"""

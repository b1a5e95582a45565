//! Duplex transports carrying JSON frames.
//!
//! A transport is split into a sending half ([`Transport`]) and a receiving
//! half ([`TransportReceiver`]). The receiver pushes every decoded frame into
//! one unbounded queue; the [`Connection`](crate::Connection) owns the other
//! end of that queue and is its only consumer.
//!
//! Two implementations exist:
//! - [`WebSocketTransport`]: the real control channel
//! - [`ChannelTransport`]: an in-memory pair used to drive a connection
//!   without a socket


use std::future::Future;
use std::pin::Pin;

use futures_util::stream::{SplitSink, SplitStream};
use futures_util::{SinkExt, StreamExt};
use serde_json::Value;
use tokio::net::TcpStream;
use tokio::sync::mpsc;
use tokio_tungstenite::tungstenite::Message as WsMessage;
use tokio_tungstenite::{MaybeTlsStream, WebSocketStream, connect_async};
use tracing::debug;

use crate::error::{Error, Result};

type WsStream = WebSocketStream<MaybeTlsStream<TcpStream>>;

/// Boxed future returned by transport methods.
pub type TransportFuture<'a> = Pin<Box<dyn Future<Output = Result<()>> + Send + 'a>>;

/// Sending half of a transport.
pub trait Transport: Send {
	/// Serializes and writes one frame.
	fn send(&mut self, message: Value) -> TransportFuture<'_>;

	/// Politely closes the underlying stream.
	fn close(&mut self) -> TransportFuture<'_>;
}

/// Receiving half of a transport.
pub trait TransportReceiver: Send {
	/// Reads frames until the stream ends, forwarding each decoded frame.
	///
	/// Returns `Ok(())` on an orderly close.
	fn run(self: Box<Self>) -> TransportFuture<'static>;
}

/// Both halves of a transport plus the queue the receiver feeds.
pub struct TransportParts {
	pub sender: Box<dyn Transport>,
	pub receiver: Box<dyn TransportReceiver>,
	pub message_rx: mpsc::UnboundedReceiver<Value>,
}

/// Decodes a text frame, dropping anything that is not JSON.
fn decode_frame(text: &str) -> Option<Value> {
	match serde_json::from_str::<Value>(text) {
		Ok(value) => Some(value),
		Err(e) => {
			debug!(target = "autoclick.transport", error = %e, "dropping malformed frame");
			None
		}
	}
}

/// WebSocket control channel.
pub struct WebSocketTransport;

impl WebSocketTransport {
	/// Connects to `url` and splits the socket into transport halves.
	pub async fn connect(url: &str) -> Result<TransportParts> {
		let (stream, _) = connect_async(url).await.map_err(|e| Error::ConnectionFailed {
			url: url.to_string(),
			reason: e.to_string(),
		})?;
		debug!(target = "autoclick.transport", url, "websocket connected");

		let (sink, stream) = stream.split();
		let (message_tx, message_rx) = mpsc::unbounded_channel();

		Ok(TransportParts {
			sender: Box::new(WebSocketTransportSender { sink }),
			receiver: Box::new(WebSocketTransportReceiver { stream, message_tx }),
			message_rx,
		})
	}
}

/// Writes frames to the socket.
pub struct WebSocketTransportSender {
	sink: SplitSink<WsStream, WsMessage>,
}

impl Transport for WebSocketTransportSender {
	fn send(&mut self, message: Value) -> TransportFuture<'_> {
		Box::pin(async move {
			let text = serde_json::to_string(&message)?;
			self.sink
				.send(WsMessage::Text(text))
				.await
				.map_err(|e| Error::TransportError(e.to_string()))
		})
	}

	fn close(&mut self) -> TransportFuture<'_> {
		Box::pin(async move {
			self.sink
				.close()
				.await
				.map_err(|e| Error::TransportError(e.to_string()))
		})
	}
}

/// Reads frames from the socket.
pub struct WebSocketTransportReceiver {
	stream: SplitStream<WsStream>,
	message_tx: mpsc::UnboundedSender<Value>,
}

impl TransportReceiver for WebSocketTransportReceiver {
	fn run(self: Box<Self>) -> TransportFuture<'static> {
		let WebSocketTransportReceiver {
			mut stream,
			message_tx,
		} = *self;

		Box::pin(async move {
			while let Some(frame) = stream.next().await {
				let frame = frame.map_err(|e| Error::TransportError(e.to_string()))?;
				let value = match frame {
					WsMessage::Text(text) => decode_frame(&text),
					WsMessage::Binary(bytes) => std::str::from_utf8(&bytes).ok().and_then(decode_frame),
					WsMessage::Close(_) => break,
					_ => None,
				};
				if let Some(value) = value {
					if message_tx.send(value).is_err() {
						// Connection dropped its queue; nobody is listening anymore.
						break;
					}
				}
			}
			debug!(target = "autoclick.transport", "websocket stream ended");
			Ok(())
		})
	}
}

/// In-memory transport whose remote side is a pair of channels.
pub struct ChannelTransport;

/// The far side of a [`ChannelTransport`].
pub struct ChannelPeer {
	/// Frames written by the local sender.
	pub outbound_rx: mpsc::UnboundedReceiver<Value>,
	/// Frames delivered to the local receiver.
	pub inbound_tx: mpsc::UnboundedSender<Value>,
}

impl ChannelTransport {
	/// Creates connected transport halves and the peer that drives them.
	pub fn pair() -> (TransportParts, ChannelPeer) {
		let (outbound_tx, outbound_rx) = mpsc::unbounded_channel();
		let (inbound_tx, inbound_rx) = mpsc::unbounded_channel();
		let (message_tx, message_rx) = mpsc::unbounded_channel();

		let parts = TransportParts {
			sender: Box::new(ChannelTransportSender {
				outbound_tx: Some(outbound_tx),
			}),
			receiver: Box::new(ChannelTransportReceiver {
				inbound_rx,
				message_tx,
			}),
			message_rx,
		};
		let peer = ChannelPeer {
			outbound_rx,
			inbound_tx,
		};
		(parts, peer)
	}
}

struct ChannelTransportSender {
	outbound_tx: Option<mpsc::UnboundedSender<Value>>,
}

impl Transport for ChannelTransportSender {
	fn send(&mut self, message: Value) -> TransportFuture<'_> {
		let result = match &self.outbound_tx {
			Some(tx) => tx.send(message).map_err(|_| Error::ChannelClosed),
			None => Err(Error::ChannelClosed),
		};
		Box::pin(async move { result })
	}

	fn close(&mut self) -> TransportFuture<'_> {
		self.outbound_tx = None;
		Box::pin(async { Ok(()) })
	}
}

struct ChannelTransportReceiver {
	inbound_rx: mpsc::UnboundedReceiver<Value>,
	message_tx: mpsc::UnboundedSender<Value>,
}

impl TransportReceiver for ChannelTransportReceiver {
	fn run(self: Box<Self>) -> TransportFuture<'static> {
		let ChannelTransportReceiver {
			mut inbound_rx,
			message_tx,
		} = *self;

		Box::pin(async move {
			while let Some(value) = inbound_rx.recv().await {
				if message_tx.send(value).is_err() {
					break;
				}
			}
			Ok(())
		})
	}
}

"""

-- YOUR OBJECTIVE --
Set down, unchanged, only those lines above that fall between the line with "real control channel" and the line with "the underlying stream.", the two end lines included.

-- SOLUTION --
//! - [`WebSocketTransport`]: the real control channel
//! - [`ChannelTransport`]: an in-memory pair used to drive a connection
//!   without a socket


use std::future::Future;
use std::pin::Pin;

use futures_util::stream::{SplitSink, SplitStream};
use futures_util::{SinkExt, StreamExt};
use serde_json::Value;
use tokio::net::TcpStream;
use tokio::sync::mpsc;
use tokio_tungstenite::tungstenite::Message as WsMessage;
use tokio_tungstenite::{MaybeTlsStream, WebSocketStream, connect_async};
use tracing::debug;

use crate::error::{Error, Result};

type WsStream = WebSocketStream<MaybeTlsStream<TcpStream>>;

/// Boxed future returned by transport methods.
pub type TransportFuture<'a> = Pin<Box<dyn Future<Output = Result<()>> + Send + 'a>>;

/// Sending half of a transport.
pub trait Transport: Send {
	/// Serializes and writes one frame.
	fn send(&mut self, message: Value) -> TransportFuture<'_>;

	/// Politely closes the underlying stream.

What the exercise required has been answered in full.